Montreal mayor promises that streets named after Nazi sympathizer will be changed

Montreal Mayor Denis Coderre promised that public places in his city named for a French Nobel laureate, who was an alleged Nazi sympathizer, will be changed soon.

Montreal Mayor Denis Coderre promised that public places in his city named for a French Nobel laureate, who was an alleged Nazi sympathizer, will be changed soon.

He was referring to a street and park in the Rivière des Prairies district, near the eastern tip of the island, honouring Alexis Carrel, a physician who won the Nobel Prize for medicine in 1912.

Coderre, in consultation with Rivière des Prairies-Pointe aux Trembles borough mayor Chantal Rouleau, announced the decision of his executive committee on April 20, a day after D’Arcy McGee MNA David Birnbaum called on all municipalities in Quebec to remove Carrel’s name from public places.

Birnbaum has also contacted the mayors of Châteauguay and Boisbriand, where there are also streets named for Carrel, a pioneer in vascular surgery, who died in 1944.

Birnbaum says Carrel was “a proponent of eugenics and a supporter of the collaborationist Vichy regime in wartime France.”
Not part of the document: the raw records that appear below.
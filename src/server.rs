//! WebSocket transport: authenticate, then pump frames between the socket and the hub.

use axum::{
  extract::{
    ws::{Message, WebSocket},
    Query, State, WebSocketUpgrade,
  },
  http::{header::CONTENT_TYPE, Method, StatusCode},
  response::{IntoResponse, Response},
  routing::get,
  Json, Router,
};
use futures::{SinkExt, StreamExt};
use std::{collections::HashMap, sync::Arc};
use tokio::{sync::mpsc, task::JoinHandle};
use tower_http::{
  compression::CompressionLayer,
  cors::{Any, CorsLayer},
  trace::TraceLayer,
};

use crate::{
  archive::{InMemoryArchive, MessageArchive},
  auth::{IdentityProvider, JwtAuth},
  config::Config,
  error::ErrorCode,
  hub::{Hub, HubHandle, HubSettings},
  identity::{ConnectionId, LogicalUser},
  protocol::{ClientMessage, ServerMessage},
  rate_limit::{MessageLimits, RateLimiter},
};

#[derive(Clone)]
struct AppState {
  hub: HubHandle,
  identity: Arc<dyn IdentityProvider>,
  allow_guests: bool,
  rate_limiter: Option<RateLimiter>,
}

/// Room coordination server.
pub struct Server {
  identity: Arc<dyn IdentityProvider>,
  allow_guests: bool,
  rate_limiter: Option<RateLimiter>,
  hub_settings: HubSettings,
  archive: Arc<dyn MessageArchive>,
}

impl Server {
  /// Create a server with default configuration.
  pub fn new() -> Self {
    let hub_settings = HubSettings::default();
    Self {
      identity: Arc::new(JwtAuth::new("dev-secret")),
      allow_guests: true,
      rate_limiter: None,
      archive: Arc::new(InMemoryArchive::new(hub_settings.history_limit)),
      hub_settings,
    }
  }

  /// Build a server from loaded configuration.
  pub fn from_config(config: &Config) -> Self {
    Self::new()
      .with_identity_provider(JwtAuth::new(&config.jwt_secret))
      .with_guests(config.allow_guests)
      .with_limits(config.limits.clone())
      .with_archive(InMemoryArchive::new(config.hub.history_limit))
      .with_hub_settings(config.hub.clone())
  }

  /// Configure the identity provider used to validate connect tokens.
  pub fn with_identity_provider(mut self, provider: impl IdentityProvider + 'static) -> Self {
    self.identity = Arc::new(provider);
    self
  }

  /// Allow or refuse connections that present no token.
  pub fn with_guests(mut self, allow: bool) -> Self {
    self.allow_guests = allow;
    self
  }

  /// Configure rate limiting.
  pub fn with_limits(mut self, limits: MessageLimits) -> Self {
    self.rate_limiter = Some(RateLimiter::new(limits));
    self
  }

  pub fn with_hub_settings(mut self, settings: HubSettings) -> Self {
    self.hub_settings = settings;
    self
  }

  /// Configure the message archive backing chat history.
  pub fn with_archive(mut self, archive: impl MessageArchive + 'static) -> Self {
    self.archive = Arc::new(archive);
    self
  }

  /// Spawn the hub and build the HTTP router around it.
  pub fn build(self) -> (Router, JoinHandle<()>) {
    let (hub, hub_task) = Hub::spawn(self.hub_settings, self.archive);
    let state = AppState {
      hub,
      identity: self.identity,
      allow_guests: self.allow_guests,
      rate_limiter: self.rate_limiter,
    };

    let cors = CorsLayer::new()
      .allow_methods([Method::GET])
      .allow_origin(Any)
      .allow_headers([CONTENT_TYPE]);

    let app = Router::new()
      .route("/ws", get(ws_handler))
      .route("/health", get(health))
      .with_state(state)
      .layer(cors)
      .layer(TraceLayer::new_for_http())
      .layer(CompressionLayer::new());

    (app, hub_task)
  }

  /// Start the server.
  pub async fn listen(self, addr: &str) -> anyhow::Result<()> {
    let (app, hub_task) = self.build();
    let listener = tokio::net::TcpListener::bind(addr).await?;
    tracing::info!("WebSocket server listening on {}", addr);
    axum::serve(listener, app).await?;
    hub_task.abort();
    Ok(())
  }
}

impl Default for Server {
  fn default() -> Self {
    Self::new()
  }
}

async fn health() -> Json<serde_json::Value> {
  Json(serde_json::json!({ "status": "ok" }))
}

async fn ws_handler(
  State(state): State<AppState>,
  Query(params): Query<HashMap<String, String>>,
  ws: WebSocketUpgrade,
) -> Response {
  let user = match params.get("token") {
    Some(token) => match state.identity.validate(token).await {
      Ok(user) => Some(user),
      Err(e) => {
        tracing::warn!("Rejected connection: {:#}", e);
        return (StatusCode::UNAUTHORIZED, "Unauthorized").into_response();
      }
    },
    None if state.allow_guests => None,
    None => return (StatusCode::UNAUTHORIZED, "Unauthorized").into_response(),
  };

  ws.on_upgrade(move |socket| handle_ws(socket, user, state))
}

/// Drive one WebSocket until either direction closes.
async fn handle_ws(ws: WebSocket, user: Option<LogicalUser>, state: AppState) {
  let connection_id = ConnectionId::generate();
  let (mut sender_ws, mut receiver_ws) = ws.split();
  let (tx, mut rx) = mpsc::unbounded_channel::<ServerMessage>();

  state.hub.connect(connection_id.clone(), user, tx.clone());

  let hub = state.hub.clone();
  let rate_limiter = state.rate_limiter.clone();
  let conn = connection_id.clone();
  let mut receiver_task = tokio::spawn(async move {
    while let Some(Ok(msg)) = receiver_ws.next().await {
      match msg {
        Message::Text(text) => {
          if let Some(ref limiter) = rate_limiter {
            if let Err(e) = limiter.check_allowed(&conn, text.as_str().len()).await {
              tracing::warn!("Rate limit exceeded for {}: {}", conn, e);
              let _ = tx.send(ServerMessage::error(ErrorCode::RateLimited, e.to_string()));
              continue;
            }
          }

          match serde_json::from_str::<ClientMessage>(text.as_str()) {
            Ok(message) => hub.send(conn.clone(), message),
            Err(e) => {
              tracing::warn!("Failed to parse message from {}: {}", conn, e);
              let _ = tx.send(ServerMessage::error(ErrorCode::BadMessage, format!("Malformed message: {e}")));
            }
          }
        }
        Message::Close(_) => {
          tracing::debug!("Connection {} sent close", conn);
          break;
        }
        _ => {}
      }
    }
  });

  let conn = connection_id.clone();
  let mut sender_task = tokio::spawn(async move {
    while let Some(msg) = rx.recv().await {
      let text = match serde_json::to_string(&msg) {
        Ok(text) => text,
        Err(e) => {
          tracing::warn!("Failed to serialize message for {}: {}", conn, e);
          continue;
        }
      };
      if sender_ws.send(Message::Text(text.into())).await.is_err() {
        tracing::debug!("Failed to send message to {}", conn);
        break;
      }
    }
  });

  tokio::select! {
    _ = &mut receiver_task => sender_task.abort(),
    _ = &mut sender_task => receiver_task.abort(),
  }

  state.hub.disconnect(connection_id.clone());
  if let Some(ref limiter) = state.rate_limiter {
    limiter.forget(&connection_id).await;
  }
}

/// ######################################## TESTS ########################################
READ: REMOVE NAZI SYMPATHIZER FROM QUEBEC STREET SIGNS: MNA

The MNA cited the German edition of his book L’Homme, cet Inconnu, in which Carrel praised the Nazi regime, writing: “The German government has taken energetic measures against the propagation of the defective, the mentally diseased, and the criminal. The ideal solution would be the suppression of each of these individuals as soon as he has proven himself to be dangerous.”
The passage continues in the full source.